A. Western blot demonstrates the specificity of antibodies to recombinant rat annexin A7. Proteins (10μg) in isolated lung lamellar bodies, lysates of isolated type II cells cultured for 20–22h, and 1μg of recombinant rat annexin A7 (rA7) were probed for annexin A7 using antibodies preincubated for overnight without (panel containing lanes 4–6 and M) or with (panel with lanes 1–3 and M) 10μg of recombinant rat annexin A7 (rA7). Chemiluminiscence was recorded by autoradiography on an X-ray film with both panels exposed simultaneously. The blot demonstrates the presence of annexin A7 in lamellar bodies and isolated type II cells. Preincubation of antibodies with excess antigen decreased the signal intensity in each lane. M – Molecular weight markers with each position highlighted with a marker pen. B. Isolated rat alveolar type II cells were incubated for 30min without or with ATP (1mM), A23187 (250nM) or PMA (80nM).

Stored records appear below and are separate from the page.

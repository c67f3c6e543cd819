//! The physics for the mass-spring ring.

mod forces;
mod integrator;
mod network;
mod point;
mod spring;
mod state;
pub mod vector;

pub use forces::ForceModel;
pub use integrator::{Boundary, Integrator};
pub use network::SpringNetwork;
pub use point::Point;
pub use spring::Spring;
pub use state::PhysicsState;
pub use vector::Vector;
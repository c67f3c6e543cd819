//! Tests for driving whole simulations through the `SimulationController`.

use bubble_ring::{physics::Boundary, Perturbation, RunState, SimulationConfig, SimulationController};
use test_case::test_case;

mod common;

#[test_case(SimulationConfig::default(); "quarter bulge")]
#[test_case(SimulationConfig::default().with_centroid_stiffness(0.01).with_perturbation(Perturbation::random()); "random bulges")]
fn bulged_ring_stays_bounded(config: SimulationConfig) -> Result<(), String> {
    let radius = config.radius;
    let mut sim = SimulationController::new(config, Some(42))?;
    assert_eq!(sim.toggle(), RunState::Running);

    let initial_max = common::max_radius(&sim.state().positions(), &sim.centroid());
    assert!(initial_max > radius, "The ring should start out bulged");

    for _ in 0..20 {
        sim.evolve(100);
        let positions = sim.state().positions();
        assert!(positions.iter().flatten().all(|x| x.is_finite()), "Positions diverged");
        let max = common::max_radius(&positions, &sim.centroid());
        assert!(max < 4.0 * radius, "The ring blew up to radius {max}");
    }

    let logs = sim.logs();
    assert_eq!(logs.len(), 2000);
    for &[kinetic, potential, total] in logs {
        assert!(kinetic >= 0.0 && potential >= 0.0, "{kinetic}, {potential}");
        assert!((kinetic + potential - total).abs() < 1e-9);
    }

    Ok(())
}

#[test]
fn parallel_matches_sequential() -> Result<(), String> {
    let config = SimulationConfig::default().with_perturbation(Perturbation::random());
    let mut sequential = SimulationController::new(config.clone(), Some(7))?;
    let mut parallel = SimulationController::new(config, Some(7))?;
    assert_eq!(sequential.state(), parallel.state());

    sequential.toggle();
    parallel.toggle();
    sequential.evolve(50);
    parallel.par_evolve(50);

    assert_eq!(sequential.state(), parallel.state());
    assert_eq!(sequential.logs(), parallel.logs());

    Ok(())
}

#[test]
fn walls_contain_the_ring() -> Result<(), String> {
    // A small frame that the bulge and the jitter push the ring against.
    let boundary = Boundary::for_canvas(340.0, 300.0);
    let config = SimulationConfig::default()
        .with_spring_stiffness(0.05)
        .with_centroid_stiffness(0.01)
        .with_boundary(Some(boundary));
    let mut sim = SimulationController::new(config, Some(3))?;
    sim.toggle();

    let (x_limit, y_limit) = (boundary.half_width - boundary.point_radius, boundary.half_height - boundary.point_radius);
    for _ in 0..500 {
        for p in sim.tick().positions() {
            assert!(p[0].abs() <= x_limit && p[1].abs() <= y_limit, "{p:?} escaped");
        }
    }

    Ok(())
}

#[test]
fn resets_draw_new_shapes() -> Result<(), String> {
    let mut sim = SimulationController::new(SimulationConfig::default(), Some(5))?;
    let first = sim.state().clone();

    sim.reset(RunState::Stopped);
    assert_eq!(sim.run_state(), RunState::Stopped);
    assert_ne!(sim.state(), &first);
    assert_eq!(sim.state().len(), first.len());

    sim.reset(RunState::Running);
    assert!(sim.is_running());

    Ok(())
}
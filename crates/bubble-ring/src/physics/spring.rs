//! The springs between neighboring points.

use super::{
    vector::{self, Vector},
    Point,
};

/// A spring in the ring, defined by its:
///
/// - `start`: the index of the `Point` the `Spring` is anchored at,
/// - `end`: the index of the neighbor it reaches to,
/// - spring constant `k`, i.e. the stiffness of the `Spring`,
/// - rest length `l0`, i.e. the length at which the `Spring` exerts no force.
///
/// A `Spring` pulls on both of its ends with equal and opposite forces. The link between two neighbors is made of two `Spring`s, one anchored at each side,
/// so every `Point` of the ring is touched by four `Spring`s.
#[derive(Debug, Clone, Copy, PartialEq)]
pub struct Spring {
    /// The index of the `Point` this `Spring` is anchored at.
    start: usize,
    /// The index of the other end of the `Spring`.
    end: usize,
    /// The spring constant.
    k: f64,
    /// The rest length.
    l0: f64,
}

impl Spring {
    /// Creates a new `Spring`.
    #[must_use]
    pub const fn new(start: usize, end: usize, k: f64, l0: f64) -> Self {
        Self { start, end, k, l0 }
    }

    /// Returns the index of the `Point` this `Spring` is anchored at.
    #[must_use]
    pub const fn start(&self) -> usize {
        self.start
    }

    /// Returns the index of the other end of the `Spring`.
    #[must_use]
    pub const fn end(&self) -> usize {
        self.end
    }

    /// Returns the indices of both ends of the `Spring`.
    #[must_use]
    pub const fn endpoints(&self) -> (usize, usize) {
        (self.start, self.end)
    }

    /// Returns the spring constant.
    #[must_use]
    pub const fn k(&self) -> f64 {
        self.k
    }

    /// Returns the rest length.
    #[must_use]
    pub const fn l0(&self) -> f64 {
        self.l0
    }

    /// Returns the current length of the `Spring`.
    #[must_use]
    pub fn length(&self, points: &[Point]) -> f64 {
        vector::magnitude(&points[self.start].vector_to(&points[self.end]))
    }

    /// Returns the force this `Spring` exerts on its `start` point.
    ///
    /// The force is `k * (l - l0)` along the direction from `start` to `end`, so a stretched `Spring` pulls the point toward its neighbor and a compressed
    /// one pushes it away. If both ends coincide, the force is zero.
    #[must_use]
    pub fn force(&self, points: &[Point]) -> Vector {
        let d = points[self.start].vector_to(&points[self.end]);
        let (unit, l) = vector::unit_and_magnitude(&d);
        vector::scale(&unit, self.k * (l - self.l0))
    }

    /// Returns the force this `Spring` exerts on the point at index `i`.
    ///
    /// The `end` point feels the opposite of the force on the `start` point. A point that is neither end feels nothing.
    #[must_use]
    pub fn force_on(&self, i: usize, points: &[Point]) -> Vector {
        if i == self.start {
            self.force(points)
        } else if i == self.end {
            vector::scale(&self.force(points), -1.0)
        } else {
            vector::ZERO
        }
    }

    /// Returns the potential energy stored in the `Spring`.
    #[must_use]
    pub fn potential_energy(&self, points: &[Point]) -> f64 {
        0.5 * self.k * (self.length(points) - self.l0).powi(2)
    }
}
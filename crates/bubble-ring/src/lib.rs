//! A closed ring of point masses connected by springs.
//!
//! The ring starts out as an irregular "bubble": a circle that has been jittered and bulged outward over a few angular windows. Under the neighbor springs
//! and a spring that pulls every point toward a fixed distance from the current centroid, the outline relaxes back toward a circle.
//!
//! ## Components
//!
//! - [`SimulationConfig`]: the constants of a simulation, with defaults matching an 800x600 reference frame.
//! - [`ShapeGenerator`]: the initial ring of positions.
//! - [`physics`]: points, springs, the force model and the semi-implicit Euler integrator.
//! - [`SimulationController`]: the Stopped/Running state machine that a renderer or input layer drives.
//!
//! ## Example
//!
//! ```
//! use bubble_ring::{SimulationConfig, SimulationController};
//!
//! let config = SimulationConfig::default().with_num_points(64);
//! let mut sim = SimulationController::new(config, Some(42))?;
//! sim.toggle();
//! for _ in 0..10 {
//!     sim.tick();
//! }
//! assert_eq!(sim.state().positions().len(), 64);
//! # Ok::<(), String>(())
//! ```

mod config;
mod controller;
pub mod physics;
mod shape;

pub use config::{Boundary, Jitter, Perturbation, SimulationConfig};
pub use controller::{RunState, SimulationController};
pub use shape::{AngularWindow, ShapeGenerator};
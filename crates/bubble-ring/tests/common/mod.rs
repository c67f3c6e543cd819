//! Helpers shared by the integration tests.

#![allow(dead_code)]

use bubble_ring::physics::Vector;

/// Asserts that two sequences of positions match, point by point, within `tolerance`.
pub fn assert_positions_near(actual: &[Vector], expected: &[Vector], tolerance: f64) {
    assert_eq!(actual.len(), expected.len(), "Number of points mismatch");
    for (i, (a, e)) in actual.iter().zip(expected).enumerate() {
        let delta = (a[0] - e[0]).hypot(a[1] - e[1]);
        assert!(delta <= tolerance, "Point {i} is at {a:?}, expected {e:?} (delta {delta})");
    }
}

/// The largest distance of any position from the given center.
pub fn max_radius(positions: &[Vector], center: &Vector) -> f64 {
    positions
        .iter()
        .map(|p| (p[0] - center[0]).hypot(p[1] - center[1]))
        .fold(0.0, f64::max)
}
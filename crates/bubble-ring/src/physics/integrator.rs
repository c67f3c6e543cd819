//! Advancing the ring by one time-step.

use rayon::prelude::*;
use serde::{Deserialize, Serialize};

use super::{vector::Vector, PhysicsState, Point};

/// Walls around the ring.
///
/// The walls form a rectangle centered on the origin. A point is drawn as a disc of radius `point_radius`, so its center is kept at least that far inside
/// the walls.
#[derive(Debug, Clone, Copy, PartialEq, Serialize, Deserialize)]
pub struct Boundary {
    /// Half of the width of the rectangle.
    pub half_width: f64,
    /// Half of the height of the rectangle.
    pub half_height: f64,
    /// The rendered radius of a point.
    pub point_radius: f64,
}

impl Boundary {
    /// The rendered radius of a point in the reference frame.
    pub const DEFAULT_POINT_RADIUS: f64 = 5.0;

    /// Creates walls at the edges of a frame of the given size.
    #[must_use]
    pub const fn for_canvas(width: f64, height: f64) -> Self {
        Self {
            half_width: width / 2.0,
            half_height: height / 2.0,
            point_radius: Self::DEFAULT_POINT_RADIUS,
        }
    }

    /// Changes the rendered radius of a point.
    #[must_use]
    pub const fn with_point_radius(mut self, point_radius: f64) -> Self {
        self.point_radius = point_radius;
        self
    }

    /// Checks that the walls leave room for a point.
    ///
    /// # Errors
    ///
    /// - If any value is not finite.
    /// - If the point radius is negative.
    /// - If either half extent is not larger than the point radius.
    pub fn validate(&self) -> Result<(), String> {
        if ![self.half_width, self.half_height, self.point_radius].iter().all(|x| x.is_finite()) {
            return Err(format!("Boundary values must be finite, got {self:?}"));
        }
        if self.point_radius < 0.0 {
            return Err(format!("Point radius must be non-negative, got {}", self.point_radius));
        }
        if self.half_width <= self.point_radius || self.half_height <= self.point_radius {
            return Err(format!(
                "Boundary half extents ({}, {}) must exceed the point radius {}",
                self.half_width, self.half_height, self.point_radius
            ));
        }
        Ok(())
    }

    /// Keeps a point inside the walls.
    ///
    /// Each axis is checked on its own. If the point is past a wall on that axis, it is moved back onto the wall (inset by the point radius) and its
    /// velocity along that axis is reversed. A point past a corner is reflected on both axes.
    pub fn resolve(&self, point: &mut Point) {
        debug_assert!(self.validate().is_ok(), "Walls leave no room for a point: {self:?}");
        let limits = [self.half_width - self.point_radius, self.half_height - self.point_radius];
        let mut position = *point.position();
        let mut velocity = *point.velocity();

        for ((p, v), limit) in position.iter_mut().zip(velocity.iter_mut()).zip(limits) {
            if *p > limit {
                *p = limit;
                *v = -*v;
            } else if *p < -limit {
                *p = -limit;
                *v = -*v;
            }
        }

        point.set_position(position);
        point.set_velocity(velocity);
    }
}

/// Semi-implicit Euler integration with a fixed time-step.
///
/// Velocities are updated from the forces first, and positions are then updated from the new velocities. All points are moved with forces computed
/// beforehand from the same snapshot, so the order in which points are moved does not matter.
#[derive(Debug, Clone, Copy, PartialEq)]
pub struct Integrator {
    /// The mass of every point.
    m: f64,
    /// The time-step.
    dt: f64,
    /// Optional walls to keep the points inside.
    boundary: Option<Boundary>,
}

impl Integrator {
    /// Creates a new `Integrator`.
    ///
    /// # Arguments
    ///
    /// - `m`: The mass of every point.
    /// - `dt`: The time-step.
    /// - `boundary`: Optional walls.
    #[must_use]
    pub const fn new(m: f64, dt: f64, boundary: Option<Boundary>) -> Self {
        Self { m, dt, boundary }
    }

    /// Returns the time-step.
    #[must_use]
    pub const fn dt(&self) -> f64 {
        self.dt
    }

    /// Returns the mass of every point.
    #[must_use]
    pub const fn m(&self) -> f64 {
        self.m
    }

    /// Returns the walls, if any.
    #[must_use]
    pub const fn boundary(&self) -> Option<&Boundary> {
        self.boundary.as_ref()
    }

    /// Advances every point by one time-step.
    ///
    /// # Arguments
    ///
    /// - `state`: The points to move.
    /// - `forces`: The net force on each point, in ring order, computed from `state` before this call.
    pub fn step(&self, state: &mut PhysicsState, forces: &[Vector]) {
        debug_assert_eq!(state.len(), forces.len(), "One force is needed per point");
        for (p, f) in state.points_mut().iter_mut().zip(forces) {
            self.advance(p, f);
        }
    }

    /// Parallel version of [`step`](Self::step).
    pub fn par_step(&self, state: &mut PhysicsState, forces: &[Vector]) {
        debug_assert_eq!(state.len(), forces.len(), "One force is needed per point");
        state
            .points_mut()
            .par_iter_mut()
            .zip(forces.par_iter())
            .for_each(|(p, f)| self.advance(p, f));
    }

    /// Moves a single point and keeps it inside the walls.
    fn advance(&self, point: &mut Point, force: &Vector) {
        point.apply_force(force, self.m, self.dt);
        if let Some(boundary) = &self.boundary {
            boundary.resolve(point);
        }
    }
}
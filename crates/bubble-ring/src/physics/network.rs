//! The fixed topology of springs over the ring.

use super::Spring;

/// The springs of a ring of `n` points.
///
/// Point `i` anchors two `Spring`s: one to its successor `(i + 1) % n` and one to its predecessor `(i + n - 1) % n`. Its neighbors anchor two more that
/// reach back to it, so four `Spring`s touch every point. Every `Spring` has the same stiffness and
/// the rest length of a side of the regular `n`-gon inscribed in a circle of the nominal radius. That rest length is used even when the points start out
/// perturbed, so that the ring is pulled toward regular spacing.
#[derive(Debug, Clone)]
pub struct SpringNetwork {
    /// All `Spring`s, in the order `[0 -> 1, 0 -> n-1, 1 -> 2, 1 -> 0, ...]`.
    springs: Vec<Spring>,
    /// For each point, the indices into `springs` of the four `Spring`s that touch it: the two it anchors, then the two anchored by its successor and
    /// its predecessor that reach back to it.
    adjacency: Vec<[usize; 4]>,
}

impl SpringNetwork {
    /// Builds the ring of `Spring`s.
    ///
    /// # Arguments
    ///
    /// - `n`: The number of points. Callers must ensure `n >= 3`.
    /// - `k`: The spring constant of every `Spring`.
    /// - `radius`: The nominal radius of the ring.
    #[must_use]
    pub fn ring(n: usize, k: f64, radius: f64) -> Self {
        let l0 = Self::chord_length(n, radius);

        let springs = (0..n)
            .flat_map(|i| [Spring::new(i, (i + 1) % n, k, l0), Spring::new(i, (i + n - 1) % n, k, l0)])
            .collect();
        let adjacency = (0..n)
            .map(|i| {
                let (next, prev) = ((i + 1) % n, (i + n - 1) % n);
                [2 * i, 2 * i + 1, 2 * next + 1, 2 * prev]
            })
            .collect();

        Self { springs, adjacency }
    }

    /// The side length of the regular `n`-gon inscribed in a circle of the given radius, i.e. `2 r sin(π / n)`.
    #[must_use]
    #[expect(clippy::cast_precision_loss)]
    pub fn chord_length(n: usize, radius: f64) -> f64 {
        2.0 * radius * (core::f64::consts::PI / n as f64).sin()
    }

    /// Returns all `Spring`s.
    #[must_use]
    pub fn springs(&self) -> &[Spring] {
        &self.springs
    }

    /// Returns the number of points the network connects.
    #[must_use]
    pub fn num_points(&self) -> usize {
        self.adjacency.len()
    }

    /// Returns the four `Spring`s that touch the point at index `i`.
    ///
    /// # Panics
    ///
    /// If `i` is out of range.
    pub fn springs_of(&self, i: usize) -> impl Iterator<Item = &Spring> + '_ {
        self.adjacency[i].iter().map(move |&s| &self.springs[s])
    }
}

All of the recovered cytosol (c) and the membrane (M) fractions were probed for annexin A7. The membranes were stripped and probed for actin. C. Densitometry results of western blots for the membranes and cytosol fractions from several experiments showing increased membrane-association of annexin A7 in cells treated for 30min with all three agents used, in comparison to the controls. For these experiments, equal proportions of the cytosol and membrane fractions were probed for annexin A7 levels by western blot analysis followed by densitometry analysis to determine relative distribution of annexin A7. Only membrane-associated A7 levels are shown in each case for better clarity. Each secretagogue increased membrane-association of annexin A7. Results are expressed as mean ± SE of number of cell preparations shown in parentheses. * P < 0.05 – % distribution in control membranes was different in comparison to all others.